(Stored data)
▬▬▬▬▬▬▬▬▬▬
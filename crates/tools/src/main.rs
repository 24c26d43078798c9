use std::io;
use std::path::PathBuf;

use anyhow::{Context, Result};
use clap::Parser;
use race_core::game::legal_directions;
use race_core::seed::{RandomSource, stream_rng};
use race_core::sync::OfflineChannel;
use race_core::{Direction, GameState, Pos, Session, SessionConfig};
use tracing::{info, warn};
use tracing_subscriber::EnvFilter;

const HUMAN_WALK_STREAM: u64 = 3;

#[derive(Parser)]
#[command(author, version, about = "Run a headless maze race", long_about = None)]
struct Args {
    /// TOML session config; flags below override its values
    #[arg(short, long)]
    config: Option<PathBuf>,
    #[arg(long)]
    width: Option<usize>,
    #[arg(long)]
    height: Option<usize>,
    #[arg(short, long)]
    seed: Option<u64>,
    /// Agent ticks to simulate before giving up
    #[arg(short, long, default_value_t = 100_000)]
    ticks: u32,
    /// Print the carved maze before racing
    #[arg(short, long)]
    print: bool,
    /// Let the human racer random-walk alongside the agent
    #[arg(long)]
    human_walk: bool,
}

fn main() -> Result<()> {
    tracing_subscriber::fmt()
        .with_env_filter(
            EnvFilter::try_from_default_env().unwrap_or_else(|_| EnvFilter::new("warn")),
        )
        .with_writer(io::stderr)
        .init();

    let args = Args::parse();
    let mut config = match &args.config {
        Some(path) => SessionConfig::load(path)
            .with_context(|| format!("Failed to load config: {}", path.display()))?,
        None => SessionConfig::default(),
    };
    if let Some(width) = args.width {
        config.width = width;
    }
    if let Some(height) = args.height {
        config.height = height;
    }
    config.validate().context("Invalid session config")?;

    let seed = args.seed.or(config.seed).unwrap_or(42);
    let mut session = Session::new(&config, seed, OfflineChannel)
        .with_context(|| format!("Failed to start session for seed {seed}"))?;

    if args.print {
        println!("{}", render_ascii(session.state()));
    }

    let mut walker = stream_rng(seed, HUMAN_WALK_STREAM);
    let mut ticks = 0;
    while ticks < args.ticks && !session.state().is_finished() {
        if args.human_walk {
            let choices = legal_directions(session.state(), session.local_player());
            if !choices.is_empty() {
                session.press(choices[walker.pick(choices.len())]);
            }
        }
        session.advance_time(config.agent_tick());
        session.pump();
        ticks += 1;
    }

    let state = session.state();
    match state.winner() {
        Some(winner) => info!(seed, ticks, %winner, revision = state.revision(), "race finished"),
        None => warn!(seed, ticks, "tick limit reached without a winner"),
    }
    println!("Seed: {seed}");
    println!("Maze: {}x{}", state.maze().width(), state.maze().height());
    println!("Ticks: {ticks}");
    println!("Revision: {}", state.revision());
    match state.winner() {
        Some(winner) => println!("Winner: Player {winner}"),
        None => println!("Winner: none within {} ticks", args.ticks),
    }
    println!("Snapshot Hash: 0x{:016x}", state.snapshot_hash());

    Ok(())
}

/// Draws the maze with `+---+` walls, `E` on the exit and player ids on their cells.
fn render_ascii(state: &GameState) -> String {
    let maze = state.maze();
    let mut out = String::new();

    for (y, row) in maze.rows().enumerate() {
        for cell in row {
            out.push('+');
            out.push_str(if cell.walls.top { "---" } else { "   " });
        }
        out.push_str("+\n");

        for cell in row {
            out.push(if cell.walls.left { '|' } else { ' ' });
            out.push(' ');
            out.push(cell_glyph(state, cell.pos));
            out.push(' ');
        }
        let right_edge = row.last().is_some_and(|cell| cell.walls.has(Direction::Right));
        out.push(if right_edge { '|' } else { ' ' });
        out.push('\n');

        if y + 1 == maze.height() {
            for cell in row {
                out.push('+');
                out.push_str(if cell.walls.bottom { "---" } else { "   " });
            }
            out.push('+');
        }
    }
    out
}

fn cell_glyph(state: &GameState, pos: Pos) -> char {
    if let Some(player) = state.players().iter().find(|player| player.pos == pos) {
        return player.id.as_str().chars().next().unwrap_or('?');
    }
    if state.maze().is_exit(pos) { 'E' } else { ' ' }
}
▬▬▬▬▬▬▬▬▬▬
The records above should be duplicated in full, exactly as given.

filename crates/tools/src/main.rs
repository 24c26d43078798c9
use std::io;
use std::path::PathBuf;

use anyhow::{Context, Result};
use clap::Parser;
use race_core::game::legal_directions;
use race_core::seed::{RandomSource, stream_rng};
use race_core::sync::OfflineChannel;
use race_core::{Direction, GameState, Pos, Session, SessionConfig};
use tracing::{info, warn};
use tracing_subscriber::EnvFilter;

const HUMAN_WALK_STREAM: u64 = 3;

#[derive(Parser)]
#[command(author, version, about = "Run a headless maze race", long_about = None)]
struct Args {
    /// TOML session config; flags below override its values
    #[arg(short, long)]
    config: Option<PathBuf>,
    #[arg(long)]
    width: Option<usize>,
    #[arg(long)]
    height: Option<usize>,
    #[arg(short, long)]
    seed: Option<u64>,
    /// Agent ticks to simulate before giving up
    #[arg(short, long, default_value_t = 100_000)]
    ticks: u32,
    /// Print the carved maze before racing
    #[arg(short, long)]
    print: bool,
    /// Let the human racer random-walk alongside the agent
    #[arg(long)]
    human_walk: bool,
}

fn main() -> Result<()> {
    tracing_subscriber::fmt()
        .with_env_filter(
            EnvFilter::try_from_default_env().unwrap_or_else(|_| EnvFilter::new("warn")),
        )
        .with_writer(io::stderr)
        .init();

    let args = Args::parse();
    let mut config = match &args.config {
        Some(path) => SessionConfig::load(path)
            .with_context(|| format!("Failed to load config: {}", path.display()))?,
        None => SessionConfig::default(),
    };
    if let Some(width) = args.width {
        config.width = width;
    }
    if let Some(height) = args.height {
        config.height = height;
    }
    config.validate().context("Invalid session config")?;

    let seed = args.seed.or(config.seed).unwrap_or(42);
    let mut session = Session::new(&config, seed, OfflineChannel)
        .with_context(|| format!("Failed to start session for seed {seed}"))?;

    if args.print {
        println!("{}", render_ascii(session.state()));
    }

    let mut walker = stream_rng(seed, HUMAN_WALK_STREAM);
    let mut ticks = 0;
    while ticks < args.ticks && !session.state().is_finished() {
        if args.human_walk {
            let choices = legal_directions(session.state(), session.local_player());
            if !choices.is_empty() {
                session.press(choices[walker.pick(choices.len())]);
            }
        }
        session.advance_time(config.agent_tick());
        session.pump();
        ticks += 1;
    }

    let state = session.state();
    match state.winner() {
        Some(winner) => info!(seed, ticks, %winner, revision = state.revision(), "race finished"),
        None => warn!(seed, ticks, "tick limit reached without a winner"),
    }
    println!("Seed: {seed}");
    println!("Maze: {}x{}", state.maze().width(), state.maze().height());
    println!("Ticks: {ticks}");
    println!("Revision: {}", state.revision());
    match state.winner() {
        Some(winner) => println!("Winner: Player {winner}"),
        None => println!("Winner: none within {} ticks", args.ticks),
    }
    println!("Snapshot Hash: 0x{:016x}", state.snapshot_hash());

    Ok(())
}

/// Draws the maze with `+---+` walls, `E` on the exit and player ids on their cells.
fn render_ascii(state: &GameState) -> String {
    let maze = state.maze();
    let mut out = String::new();

    for (y, row) in maze.rows().enumerate() {
        for cell in row {
            out.push('+');
            out.push_str(if cell.walls.top { "---" } else { "   " });
        }
        out.push_str("+\n");

        for cell in row {
            out.push(if cell.walls.left { '|' } else { ' ' });
            out.push(' ');
            out.push(cell_glyph(state, cell.pos));
            out.push(' ');
        }
        let right_edge = row.last().is_some_and(|cell| cell.walls.has(Direction::Right));
        out.push(if right_edge { '|' } else { ' ' });
        out.push('\n');

        if y + 1 == maze.height() {
            for cell in row {
                out.push('+');
                out.push_str(if cell.walls.bottom { "---" } else { "   " });
            }
            out.push('+');
        }
    }
    out
}

fn cell_glyph(state: &GameState, pos: Pos) -> char {
    if let Some(player) = state.players().iter().find(|player| player.pos == pos) {
        return player.id.as_str().chars().next().unwrap_or('?');
    }
    if state.maze().is_exit(pos) { 'E' } else { ' ' }
}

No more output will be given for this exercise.